Nunca imaginei que o envelhecimento – e todo o pacote que vem junto – seria um assunto interessante para a minha escrita. Cabelos brancos, com os quais convivo desde 28 anos, fazem parte desse pacote . Foram surgindo como efeito de iluminação em alguns pontos da cabeça. Depois, teimaram em se concentrar nas raízes das têmporas. Se espalharam.

Minha família paterna era pródiga em ter a cabeça prateada mesmo antes de que alguém a interpretasse como velhice. Achava-se que era assim mesmo e que fazia parte da vida. Sempre louvei essa análise e a lucidez.

Quando menina, lembro de presenciar a insistência por parte da minha mãe para que meu pai tingisse seus fios grisalhos. Ela, sim, tinha horror aos cabelos brancos. Uma vez de tanto insistir meu pai resolveu ceder. Foi um desastre e resultou em uma confusão enorme com pitadas de humor.

Com total falta de prática, ele derrubou a tinta preta em cima da primeira máquina de lavar recém comprada e depois de muita economia. Os dois não sabiam se limpavam a sujeira, se discutiam ou se deveriam se preocupar com a quantidade de minutos que a tintura já estava na cabeça dele. Não recordo como acabou. Devo ter me afastado para não trazer mais desassossego à discussão do casal. O acontecido era relembrado com as gargalhas soltas pelos os dois.

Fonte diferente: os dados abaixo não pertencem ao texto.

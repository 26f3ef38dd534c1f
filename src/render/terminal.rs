//! Terminal frontend (crossterm + ratatui)
//!
//! One character per grid cell. Each player's units show as the last digit
//! of the player id in that player's color; cells holding units of several
//! players show `*`. The caption is the block title.

use std::io::{self, Stdout};
use std::time::Duration;

use ahash::AHashMap;
use crossterm::event::{self, Event, KeyCode, KeyEventKind, KeyModifiers};
use crossterm::execute;
use crossterm::terminal::{
    disable_raw_mode, enable_raw_mode, EnterAlternateScreen, LeaveAlternateScreen,
};
use ratatui::backend::CrosstermBackend;
use ratatui::style::Style;
use ratatui::text::{Line, Span};
use ratatui::widgets::{Block, Borders, Paragraph};
use ratatui::Terminal;

use crate::core::error::Result;
use crate::core::types::{GridSpec, PlayerId, Position};

use super::colors::{player_color, BACKGROUND, GRID};
use super::{format_caption, InputSource, InputState, RenderUnit, Renderer, WinnerInfo};

/// What a single cell shows
#[derive(Debug, Clone, Copy, PartialEq, Eq)]
enum CellContent {
    Player(PlayerId),
    Contested,
}

/// Full-screen terminal renderer
///
/// Owns raw mode and the alternate screen for its lifetime. `draw` stores
/// the frame; it is presented by `update_caption`, which the engine calls
/// at the end of every tick.
pub struct TerminalRenderer {
    terminal: Terminal<CrosstermBackend<Stdout>>,
    title: String,
    frame: Vec<Line<'static>>,
}

impl TerminalRenderer {
    pub fn new(title: impl Into<String>) -> Result<Self> {
        enable_raw_mode()?;
        let mut stdout = io::stdout();
        execute!(stdout, EnterAlternateScreen)?;
        let mut terminal = Terminal::new(CrosstermBackend::new(stdout))?;
        terminal.hide_cursor()?;
        terminal.clear()?;

        Ok(Self {
            terminal,
            title: title.into(),
            frame: Vec::new(),
        })
    }

    fn present(&mut self, caption: String) -> Result<()> {
        let lines = self.frame.clone();
        self.terminal.draw(|frame| {
            let block = Block::default()
                .borders(Borders::ALL)
                .title(caption)
                .style(Style::default().bg(BACKGROUND.to_terminal()));
            frame.render_widget(Paragraph::new(lines).block(block), frame.size());
        })?;
        Ok(())
    }
}

impl Renderer for TerminalRenderer {
    fn draw(&mut self, units: &[RenderUnit], grid: &GridSpec) -> Result<()> {
        self.frame = grid_lines(units, grid);
        Ok(())
    }

    fn update_caption(&mut self, fps: f32, winner: Option<&WinnerInfo>) -> Result<()> {
        let caption = format_caption(&self.title, fps, winner);
        self.present(caption)
    }
}

impl Drop for TerminalRenderer {
    fn drop(&mut self) {
        if let Err(e) = disable_raw_mode() {
            tracing::warn!("Failed to leave raw mode: {}", e);
        }
        if let Err(e) = execute!(self.terminal.backend_mut(), LeaveAlternateScreen) {
            tracing::warn!("Failed to leave alternate screen: {}", e);
        }
        if let Err(e) = self.terminal.show_cursor() {
            tracing::warn!("Failed to restore cursor: {}", e);
        }
    }
}

/// Build one styled line per grid row. Off-grid units are not shown.
fn grid_lines(units: &[RenderUnit], grid: &GridSpec) -> Vec<Line<'static>> {
    let mut cells: AHashMap<Position, CellContent> = AHashMap::new();
    for unit in units.iter().filter(|u| grid.contains(u.position)) {
        cells
            .entry(unit.position)
            .and_modify(|content| {
                if *content != CellContent::Player(unit.owner) {
                    *content = CellContent::Contested;
                }
            })
            .or_insert(CellContent::Player(unit.owner));
    }

    let empty = Style::default().fg(GRID.to_terminal());
    (0..grid.rows as i32)
        .map(|y| {
            let spans: Vec<Span<'static>> = (0..grid.columns as i32)
                .map(|x| match cells.get(&Position::new(x, y)) {
                    Some(CellContent::Player(owner)) => Span::styled(
                        format!("{}", owner.0 % 10),
                        Style::default().fg(player_color(*owner).to_terminal()),
                    ),
                    Some(CellContent::Contested) => Span::raw("*"),
                    None => Span::styled("·", empty),
                })
                .collect();
            Line::from(spans)
        })
        .collect()
}

/// Keyboard stop signal: Esc, `q`, or Ctrl-C
#[derive(Debug, Default)]
pub struct KeyboardInput;

impl KeyboardInput {
    pub fn new() -> Self {
        Self
    }
}

impl InputSource for KeyboardInput {
    fn poll(&mut self) -> Result<InputState> {
        let mut state = InputState::default();
        while event::poll(Duration::ZERO)? {
            if let Event::Key(key) = event::read()? {
                if key.kind != KeyEventKind::Press {
                    continue;
                }
                let quit = match key.code {
                    KeyCode::Esc | KeyCode::Char('q') => true,
                    KeyCode::Char('c') => key.modifiers.contains(KeyModifiers::CONTROL),
                    _ => false,
                };
                state.quit |= quit;
            }
        }
        Ok(state)
    }
}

Dona de uma cabeleira de fios levemente ondulados e macios de dar inveja às vizinhas, minha mãe se ressentia muito quando o brilho dos cabelos brancos contrastavam com os negros. Passou a maior parte de seus anos os tingindo. Sua genética também trazia essa marca.

Quando já estava à beira dos 90 anos e sem poder se locomover com facilidade, pedia que eu os pintasse. Era um momento especial. O papo corria solto. Como faleceu em poucos dias desde que chegou ao hospital, nem deu tempo para ficar com a cabeça toda branquinha.

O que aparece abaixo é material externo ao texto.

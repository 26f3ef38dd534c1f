use thiserror::Error;

use crate::core::types::{PlayerId, Tick};

#[derive(Error, Debug)]
pub enum ArenaError {
    #[error("Unknown strategy: {0}")]
    UnknownStrategy(String),

    #[error("Strategy error (player {player}, unit {unit}, tick {tick}): {reason}")]
    StrategyError {
        player: PlayerId,
        unit: usize,
        tick: Tick,
        reason: String,
    },

    #[error("Simulation already finished")]
    SimulationFinished,

    #[error("Invalid configuration: {0}")]
    InvalidConfig(String),

    #[error("Config parse error: {0}")]
    ConfigParse(#[from] toml::de::Error),

    #[error("IO error: {0}")]
    IoError(#[from] std::io::Error),

    #[error("Serialization error: {0}")]
    SerdeError(#[from] serde_json::Error),
}

pub type Result<T> = std::result::Result<T, ArenaError>;
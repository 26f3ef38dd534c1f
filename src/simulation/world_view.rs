//! A bot's read-only view of the simulation
//!
//! Built fresh for every decision. Roster positions are live: units earlier
//! in the tick order have already moved, later ones have not. The occupied
//! cells are the set recomputed at the end of the previous tick.

use crate::core::types::{GridSpec, PlayerId, Position, Tick};
use crate::simulation::occupancy::OccupiedCells;
use crate::simulation::player::Player;
use crate::simulation::unit::Unit;

/// Borrowed engine state shared by every decision of one player's turn
pub(crate) struct TickScope<'a> {
    pub tick: Tick,
    pub grid: GridSpec,
    pub occupied: &'a OccupiedCells,
    /// Players with lower ids than the acting one
    pub earlier: &'a [Player],
    /// Players with higher ids than the acting one
    pub later: &'a [Player],
}

/// Decision context handed to `Bot::decide`
pub struct WorldView<'a> {
    tick: Tick,
    grid: GridSpec,
    occupied: &'a OccupiedCells,
    earlier: &'a [Player],
    own_id: PlayerId,
    own_units: &'a [Unit],
    later: &'a [Player],
}

impl<'a> WorldView<'a> {
    pub(crate) fn new(scope: &TickScope<'a>, own_id: PlayerId, own_units: &'a [Unit]) -> Self {
        Self {
            tick: scope.tick,
            grid: scope.grid,
            occupied: scope.occupied,
            earlier: scope.earlier,
            own_id,
            own_units,
            later: scope.later,
        }
    }

    /// Tick currently being simulated (the first tick is 1)
    pub fn tick(&self) -> Tick {
        self.tick
    }

    pub fn grid(&self) -> GridSpec {
        self.grid
    }

    /// Cells occupied at the end of the previous tick
    pub fn occupied(&self) -> &'a OccupiedCells {
        self.occupied
    }

    /// Id of the player whose unit is deciding
    pub fn own_id(&self) -> PlayerId {
        self.own_id
    }

    pub fn own_units(&self) -> &'a [Unit] {
        self.own_units
    }

    pub fn player_count(&self) -> usize {
        self.earlier.len() + 1 + self.later.len()
    }

    /// Live roster of any player; empty for unknown ids
    pub fn units_of(&self, player: PlayerId) -> &'a [Unit] {
        let own = self.own_id.index();
        let idx = player.index();
        if idx < own {
            self.earlier.get(idx).map(Player::units).unwrap_or(&[])
        } else if idx == own {
            self.own_units
        } else {
            self.later
                .get(idx - own - 1)
                .map(Player::units)
                .unwrap_or(&[])
        }
    }

    /// Every roster in player id order
    pub fn rosters(&self) -> impl Iterator<Item = (PlayerId, &'a [Unit])> + '_ {
        (0..self.player_count()).map(move |idx| {
            let id = PlayerId(idx as u32);
            (id, self.units_of(id))
        })
    }

    /// Every unit in tick order
    pub fn all_units(&self) -> impl Iterator<Item = &'a Unit> + '_ {
        self.rosters().flat_map(|(_, units)| units.iter())
    }

    /// Units of other players, in tick order
    pub fn opponent_units(&self) -> impl Iterator<Item = &'a Unit> + '_ {
        self.rosters()
            .filter(move |(id, _)| *id != self.own_id)
            .flat_map(|(_, units)| units.iter())
    }

    /// Whether any unit stands on `pos` right now, including moves made
    /// earlier this tick
    pub fn is_occupied_now(&self, pos: Position) -> bool {
        self.all_units().any(|unit| unit.position() == pos)
    }
}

Com essa onda super bem-vinda de assumir os fios brancos, ando pensando sobre meus pais. Minha mãe, como disse, resistiu até onde pode. Meu pai, claro, encheu o saco e desistiu rapidamente do perrengue da pintura. Foi deixando os fios embranquecerem. Ele tinha uma relação mais tranquila com o tempo. Outro aprendizado.

Desde que fui declarada idosa e grupo de risco – me dei conta na pandemia – venho pensando muito mais em mim e nos cabelos brancos. Admiro essa transformação no visual que muitas mulheres adotaram. Fashion. Aprovo mas, não me enxergo nela. Como há anos adotei um corte curto e, às vezes, curtíssimos, vou levando como posso. Deixo que alguns fios se misturem aos outros que hoje estão a léguas da tonalidade natural. Não quero brigar muito com essa condição.

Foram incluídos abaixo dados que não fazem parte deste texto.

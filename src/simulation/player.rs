//! Players: a bot plus the squad it commands

use crate::core::error::Result;
use crate::core::types::{PlayerId, Position};
use crate::simulation::unit::Unit;
use crate::simulation::world_view::{TickScope, WorldView};
use crate::strategy::{Bot, BotSeed, ResolvedStrategy};

/// A contestant with exclusive ownership of its bot and units
pub struct Player {
    id: PlayerId,
    name: String,
    strategy: String,
    bot: Box<dyn Bot>,
    units: Vec<Unit>,
}

impl Player {
    /// Instantiate the strategy's bot and spawn one unit per position
    pub fn new(
        id: PlayerId,
        strategy: &ResolvedStrategy,
        spawn: &[Position],
        match_seed: u64,
    ) -> Self {
        let bot = strategy.instantiate(&BotSeed::derive(id, match_seed));
        let units = spawn
            .iter()
            .enumerate()
            .map(|(index, &position)| Unit::new(id, index, position))
            .collect();

        Self {
            id,
            name: format!("Player {}", id),
            strategy: strategy.name().to_string(),
            bot,
            units,
        }
    }

    pub fn id(&self) -> PlayerId {
        self.id
    }

    pub fn name(&self) -> &str {
        &self.name
    }

    /// Identifier of the strategy this player was built from
    pub fn strategy(&self) -> &str {
        &self.strategy
    }

    /// Squad in roster order
    pub fn units(&self) -> &[Unit] {
        &self.units
    }

    pub fn unit_count(&self) -> usize {
        self.units.len()
    }

    pub fn positions(&self) -> impl Iterator<Item = Position> + '_ {
        self.units.iter().map(Unit::position)
    }

    /// Let unit `index` act: consult the bot, then apply the target cell
    pub(crate) fn act_unit(&mut self, index: usize, scope: &TickScope<'_>) -> Result<Position> {
        let target = {
            let view = WorldView::new(scope, self.id, &self.units);
            self.units[index].decide(self.bot.as_mut(), &view)?
        };
        self.units[index].relocate(target);
        Ok(target)
    }

    /// Put every unit back on `positions`, in roster order
    pub(crate) fn restore_positions(&mut self, positions: &[Position]) {
        for (unit, &position) in self.units.iter_mut().zip(positions) {
            unit.relocate(position);
        }
    }
}

impl std::fmt::Debug for Player {
    fn fmt(&self, f: &mut std::fmt::Formatter<'_>) -> std::fmt::Result {
        f.debug_struct("Player")
            .field("id", &self.id)
            .field("name", &self.name)
            .field("strategy", &self.strategy)
            .field("units", &self.units)
            .finish_non_exhaustive()
    }
}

Não sofro pressão nem cobrança. Decidi levar meus fios tingidos até quando a impaciência tome conta de mim e me empurre para mais uma transformação. Sei que esse dia vai chegar. Estarei pronta e viverei com alegria essa nova temporada da minha existência.

Melhor estar idosa, com cabelos brancos e envelhecer . A outra opção não é boa. Pelo contrário, é péssima.